CoreLogic reported today that national home prices in May 2015 increased by 6.3 percent year over year and increased by 1.7 percent month over month. This marks 39 months of consecutive year-over-year increases in the CoreLogic Home Price Index (HPI®). Excluding distressed sales, home prices increased by 6.3 percent year over year from May 2014 and were up by 1.4 percent from April 2015. Including distressed sales, prices were still 8.4 percent below the April 2006 peak, and excluding distressed sales, prices were down 4.7 percent from this peak.

Including distressed sales, only five states showed year-over-year depreciation. Massachusetts fell by 4.8 percent, followed by Connecticut (-1.8 percent), Maryland (-1.5 percent), Mississippi (-1.4 percent) and Louisiana (-0.8 percent). Excluding distressed sales, only two states showed a year-over-year decline with Massachusetts falling by 2 percent and Louisiana falling by 0.2 percent from May 2014.

Ten states and the District of Columbia reached new HPI highs in May 2015. These ten states include Alaska, Colorado, Iowa, Nebraska, New York, North Carolina, Oklahoma, Tennessee, Texas and Vermont. From this group, Colorado had the largest year-over-year home price appreciation at 9.8 percent, followed by Texas (7.7 percent), Tennessee (6.1 percent), Vermont (5.7 percent) and New York (5.6 percent). Nevada had the largest peak-to-current decline in home prices, down by 32.9 percent from its peak in March 2006.
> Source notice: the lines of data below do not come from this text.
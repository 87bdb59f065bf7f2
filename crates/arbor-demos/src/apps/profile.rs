//! Data passing demos: explicit parameters vs. context.
//!
//! Both apps render the same page. In the props app the user travels from
//! `App` through `ProfilePage` and `UserInfo` down to `UserProfile` as an
//! explicit parameter of every component. In the context app `App` provides
//! it once and `UserProfile` reads it from [`USER_CONTEXT`]; the components
//! in between never see it.

use super::counter::Counter;
use crate::settings::ProfileSettings;
use arbor_core::{Component, ContextSlot, IntoView, Result, Scope, View};
use std::sync::LazyLock;

/// The user shown on the profile page.
#[derive(Debug, Clone, PartialEq, Eq)]
pub struct UserData {
	pub name: String,
	pub age: u32,
	pub bio: String,
}

impl From<&ProfileSettings> for UserData {
	fn from(profile: &ProfileSettings) -> Self {
		Self {
			name: profile.name.clone(),
			age: profile.age,
			bio: profile.bio.clone(),
		}
	}
}

/// Context slot the context app binds the user to.
pub static USER_CONTEXT: LazyLock<ContextSlot<UserData>> = LazyLock::new(|| ContextSlot::new("UserContext"));

fn static_component(name: &'static str, build: fn() -> View) -> View {
	View::component(name, move |_| Ok(build()))
}

fn welcome_message() -> View {
	static_component("WelcomeMessage", || {
		View::element("div")
			.child(View::element("h1").child("Hello everyone, I am learning React at ALX!"))
			.child(View::element("p").child("This is a simple JSX component."))
			.child(View::element("p").child("I am learning about JSX!"))
			.into_view()
	})
}

fn header() -> View {
	static_component("Header", || {
		View::element("header")
			.attr("style", "background-color: navy; color: white; text-align: center; padding: 10px;")
			.child(View::element("h1").child("My Favorite Cities"))
			.into_view()
	})
}

fn main_content() -> View {
	static_component("MainContent", || {
		View::element("main")
			.attr("style", "padding: 20px; background-color: #f0f8ff;")
			.child(View::element("p").child("I love to visit New York, Paris, and Tokyo."))
			.into_view()
	})
}

fn footer() -> View {
	static_component("Footer", || {
		View::element("footer")
			.attr("style", "background-color: #333; color: white; text-align: center; padding: 10px;")
			.child(View::element("p").child("© 2025 City Lovers"))
			.into_view()
	})
}

/// Renders a user card, either from its own parameter or from
/// [`USER_CONTEXT`].
#[derive(Debug, Clone, Default)]
pub struct UserProfile {
	user: Option<UserData>,
}

impl UserProfile {
	/// A profile that renders `user`.
	pub fn new(user: UserData) -> Self {
		Self { user: Some(user) }
	}

	/// A profile that reads its user from the nearest [`USER_CONTEXT`].
	pub fn from_context() -> Self {
		Self { user: None }
	}
}

impl Component for UserProfile {
	fn render(&self, cx: &mut Scope<'_>) -> Result<View> {
		let user = match &self.user {
			Some(user) => user.clone(),
			None => cx.consume(&USER_CONTEXT)?,
		};

		Ok(View::element("div")
			.attr("class", "user-profile")
			.attr("style", "border: 1px solid gray; padding: 10px; margin: 10px;")
			.child(
				View::element("h2")
					.attr("style", "color: blue;")
					.child(user.name),
			)
			.child(View::element("p").child(format!("Age: {}", user.age)))
			.child(View::element("p").child(format!("Bio: {}", user.bio)))
			.into_view())
	}

	fn name() -> &'static str {
		"UserProfile"
	}
}

/// Middle of the drilling chain. Holds the user only to hand it on.
#[derive(Debug, Clone, Default)]
struct UserInfo {
	user: Option<UserData>,
}

impl Component for UserInfo {
	fn render(&self, _cx: &mut Scope<'_>) -> Result<View> {
		let profile = match &self.user {
			Some(user) => UserProfile::new(user.clone()),
			None => UserProfile::from_context(),
		};
		Ok(View::element("section").child(View::from_component(profile)).into_view())
	}

	fn name() -> &'static str {
		"UserInfo"
	}
}

#[derive(Debug, Clone, Default)]
struct ProfilePage {
	user: Option<UserData>,
}

impl Component for ProfilePage {
	fn render(&self, _cx: &mut Scope<'_>) -> Result<View> {
		Ok(View::from_component(UserInfo {
			user: self.user.clone(),
		}))
	}

	fn name() -> &'static str {
		"ProfilePage"
	}
}

fn shell(profile_page: ProfilePage) -> View {
	View::fragment([
		welcome_message(),
		header(),
		main_content(),
		View::from_component(profile_page),
		footer(),
		View::from_component(Counter),
	])
}

/// The props demo root: the user is passed down explicitly.
pub fn props_app(user: UserData) -> View {
	View::component("App", move |_| Ok(shell(ProfilePage { user: Some(user.clone()) })))
}

/// The context demo root: the user is provided once and consumed at the leaf.
pub fn context_app(user: UserData) -> View {
	View::component("App", move |_| {
		Ok(USER_CONTEXT.provide(user.clone(), [shell(ProfilePage::default())]))
	})
}
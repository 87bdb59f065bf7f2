//! Logging setup for the demo CLI.
//!
//! Logs go to stderr so that rendered HTML on stdout stays clean.
//! `RUST_LOG` takes precedence over the configured level.

use tracing_subscriber::EnvFilter;
use tracing_subscriber::{fmt, layer::SubscriberExt, util::SubscriberInitExt};

/// Maps `-v` repetitions onto a level, starting from `configured`.
pub fn effective_level(configured: &str, verbosity: u8) -> String {
	match verbosity {
		0 => configured.to_string(),
		1 => "info".to_string(),
		2 => "debug".to_string(),
		_ => "trace".to_string(),
	}
}

/// Installs the global subscriber. Later calls are no-ops.
pub fn init(level: &str) {
	let filter = EnvFilter::try_from_default_env().unwrap_or_else(|_| EnvFilter::new(level));

	let stderr_layer = fmt::layer()
		.with_writer(std::io::stderr)
		.with_target(true)
		.with_level(true);

	// A subscriber may already be installed, e.g. by a test harness.
	let _ = tracing_subscriber::registry()
		.with(filter)
		.with(stderr_layer)
		.try_init();
}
In addition to the overall indices, CoreLogic analyzes four individual home-price tiers that are calculated relative to the median national home price. The four price tiers are: homes priced 75 percent or less below the median (low price), homes priced between 75 and 100 percent of the median (low-to-middle price), homes priced between 100 and 125 percent of the median (middle-to-moderate price) and homes priced greater than 125 percent of the median (high price).

HPI by Price Segment

HPI by Price Segment

Figure 2 shows the levels of the four price tiers indexed to January 2006, shortly before each of the tiers hit their peak index values. The low-price tier has shown the most growth in recent months, increasing by 10.9 percent year over year and by 11.1 percent in 2015 alone. This price tier also recovered 51.1 percent from its lowest point in March 2009 and is the only price tier to pass its pre-crisis peak. Although the low-to-middle tier has recovered 41.1 percent from its lowest point in March 2011, and has grown by 6.8 percent year over year, it is still the furthest from its peak of all the price tiers, down by 10.9 percent. The middle-to-moderate price tier increased by 5.9 percent year over year in May 2015, but still remains 9.2 percent below its peak. The high price tier—which fell the least during the housing crisis—increased by 5.2 percent year over year in May 2015 and remains 5.7 percent below its peak.